A set of ChatGPT-generated images shows Vincent and Jules from Pulp Fiction rendered in progressively happier emotional states - same faces, same black suits, same Tarantino visual framing, just shifting from deadpan to full smiles across six frames. The consistency is what's notable, not the prompt.
Getting an AI image generator to maintain the same character appearance across multiple outputs used to require specialized tools: ControlNet plugins (software that locks specific visual features across image generations), reference image uploads, or dedicated character consistency workflows in tools like ComfyUI. Midjourney only recently added a --cref flag to handle this. ChatGPT does it through conversation context alone.

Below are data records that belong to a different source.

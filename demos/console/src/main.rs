// pubnub-console: a small CLI exercising publish/subscribe end to end
// against a live origin, for manual smoke-testing the client crate.

use clap::{Arg, ArgAction, Command, value_parser};
use tracing::info;

use pubnub::{Keyset, PubNub, PubNubConfig};

fn build_cli() -> Command {
    Command::new("pubnub-console")
        .version(env!("CARGO_PKG_VERSION"))
        .about("A console client for exercising publish/subscribe")
        .arg(
            Arg::new("origin")
                .long("origin")
                .value_name("host")
                .default_value("ps.pndsn.com"),
        )
        .arg(
            Arg::new("port")
                .long("port")
                .value_parser(value_parser!(u16))
                .default_value("443"),
        )
        .arg(Arg::new("publish-key").long("publish-key").value_name("key").required(true))
        .arg(Arg::new("subscribe-key").long("subscribe-key").value_name("key").required(true))
        .arg(Arg::new("secret-key").long("secret-key").value_name("key"))
        .arg(Arg::new("user-id").long("user-id").value_name("id").default_value("pubnub-console"))
        .arg(Arg::new("cipher-key").long("cipher-key").value_name("key"))
        .arg(
            Arg::new("no-tls")
                .long("no-tls")
                .action(ArgAction::SetTrue)
                .help("Connect over plain HTTP instead of TLS"),
        )
        .subcommand_required(true)
        .subcommand(
            Command::new("publish")
                .about("Publish one message to a channel")
                .arg(Arg::new("channel").required(true))
                .arg(Arg::new("message").required(true)),
        )
        .subcommand(
            Command::new("subscribe")
                .about("Subscribe in a loop, printing each message received")
                .arg(Arg::new("channel").required(true))
                .arg(
                    Arg::new("rounds")
                        .long("rounds")
                        .value_parser(value_parser!(u32))
                        .default_value("0")
                        .help("Stop after this many long-poll rounds (0 = run forever)"),
                ),
        )
        .subcommand(Command::new("time").about("Fetch the origin's current timetoken"))
}

fn config_from_matches(matches: &clap::ArgMatches) -> PubNubConfig {
    let mut keys = Keyset::new(
        matches.get_one::<String>("publish-key").unwrap(),
        matches.get_one::<String>("subscribe-key").unwrap(),
    );
    if let Some(secret) = matches.get_one::<String>("secret-key") {
        keys = keys.with_secret_key(secret);
    }
    let user_id = matches.get_one::<String>("user-id").unwrap();
    let port = *matches.get_one::<u16>("port").unwrap();
    let mut config = PubNubConfig::new(keys, user_id).with_origin(matches.get_one::<String>("origin").unwrap(), port);
    if matches.get_flag("no-tls") {
        config = config.with_tls(false);
    }
    config
}

#[tokio::main]
async fn main() {
    tracing_subscriber::fmt()
        .with_env_filter(
            tracing_subscriber::EnvFilter::try_from_default_env().unwrap_or_else(|_| tracing_subscriber::EnvFilter::new("info")),
        )
        .init();

    let matches = build_cli().get_matches();
    let config = config_from_matches(&matches);
    let mut client = PubNub::new(config);
    if let Some(cipher_key) = matches.get_one::<String>("cipher-key") {
        client = client.with_cipher_key(cipher_key);
    }

    let result = match matches.subcommand() {
        Some(("publish", sub)) => {
            let channel = sub.get_one::<String>("channel").unwrap();
            let message = sub.get_one::<String>("message").unwrap();
            run_publish(&mut client, channel, message).await
        }
        Some(("subscribe", sub)) => {
            let channel = sub.get_one::<String>("channel").unwrap();
            let rounds = *sub.get_one::<u32>("rounds").unwrap();
            run_subscribe(&mut client, channel, rounds).await
        }
        Some(("time", _)) => run_time(&mut client).await,
        _ => unreachable!("subcommand_required(true)"),
    };

    if let Err(err) = result {
        eprintln!("FATAL: {err}");
        std::process::exit(1);
    }
}

async fn run_publish(client: &mut PubNub, channel: &str, message: &str) -> Result<(), pubnub::ClientError> {
    let timetoken = client.publish(channel, message).await?;
    info!(channel, timetoken = %timetoken, "published");
    println!("{timetoken}");
    Ok(())
}

async fn run_subscribe(client: &mut PubNub, channel: &str, rounds: u32) -> Result<(), pubnub::ClientError> {
    let channels = vec![channel.to_owned()];
    info!(channel, cursor = ?client.cursor(), "subscribing");
    let mut round = 0u32;
    loop {
        let messages = client.subscribe(&channels, &[]).await?;
        for message in messages {
            println!("{}: {}", message.channel, message.payload);
        }
        round += 1;
        if rounds != 0 && round >= rounds {
            break;
        }
    }
    Ok(())
}

async fn run_time(client: &mut PubNub) -> Result<(), pubnub::ClientError> {
    let timetoken = client.time().await?;
    println!("{timetoken}");
    Ok(())
}

#[cfg(test)]
mod tests {
    use super::*;

    #[test]
    fn cli_requires_a_subcommand() {
        let result = build_cli().try_get_matches_from(["pubnub-console", "--publish-key", "p", "--subscribe-key", "s"]);
        assert!(result.is_err());
    }

    #[test]
    fn publish_subcommand_parses_channel_and_message() {
        let matches = build_cli()
            .try_get_matches_from([
                "pubnub-console",
                "--publish-key",
                "p",
                "--subscribe-key",
                "s",
                "publish",
                "chan",
                "hello",
            ])
            .unwrap();
        let (name, sub) = matches.subcommand().unwrap();
        assert_eq!(name, "publish");
        assert_eq!(sub.get_one::<String>("channel").unwrap(), "chan");
    }
}
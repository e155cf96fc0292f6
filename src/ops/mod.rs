//! One module per transaction kind (spec §3's transaction-kind list).
//! Each module owns its own URL-build and response-parse functions —
//! the `pbcc_*_prep` helpers' role in the original core — and the FSM
//! (`fsm::run`) consumes the resulting [`fsm::Request`] opaquely,
//! leaving decoder selection to whichever `ops::*::parse_response`
//! the caller invokes (`client.rs`) rather than a runtime tag.

pub mod actions;
pub mod channel_registry;
pub mod grant_revoke;
pub mod history;
pub mod objects;
pub mod presence;
pub mod publish;
pub mod subscribe;
pub mod time;

use pn_protocol::Outcome;

use crate::config::PubNubConfig;
use crate::fsm::Request;
use crate::sign::QueryBuilder;

/// Shared request assembly: host/port from config, a path already
/// containing the non-query portion of the URL, and a finished query
/// string (already signed if a secret key is configured).
pub(crate) fn build_request(
    config: &PubNubConfig,
    method: &'static str,
    path: String,
    query: QueryBuilder,
    body: Option<Vec<u8>>,
    now_unix: i64,
) -> Request {
    let query_string = query.build(config, &path, now_unix);
    Request {
        method,
        host: config.origin.clone(),
        port: config.port,
        path_and_query: format!("{path}?{query_string}"),
        body,
    }
}

/// Parse the generic `{data}`/`{error}` envelope (spec §4.1) that every
/// transaction kind other than subscribe-v2 uses, surfacing the `data`
/// payload as raw JSON bytes on success.
pub(crate) fn parse_generic<'a>(body: &'a [u8]) -> Result<&'a [u8], Outcome> {
    use pn_protocol::generic::{self, GenericReply};
    match generic::extract(body)? {
        GenericReply::Data(span) => Ok(span.slice(body)),
        GenericReply::Error(_) => Err(Outcome::PublishFailed),
    }
}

The Pulp Fiction prompt works partly because the characters are well-defined in the model's training data - two actors with distinctive looks, from a film with a recognizable visual style. But the output quality across the series suggests the underlying GPT-4o image system has gotten meaningfully better at holding visual coherence across a single thread, not just recognizing the reference.
For content creators doing straightforward character-consistency work with recognizable cultural references, this removes a step. For original characters, unusual camera angles, or specific artistic styles outside the model's training, dedicated image tools still have a real edge. But for style experiments and cultural reference work, ChatGPT is a reasonable first stop before reaching for heavier software.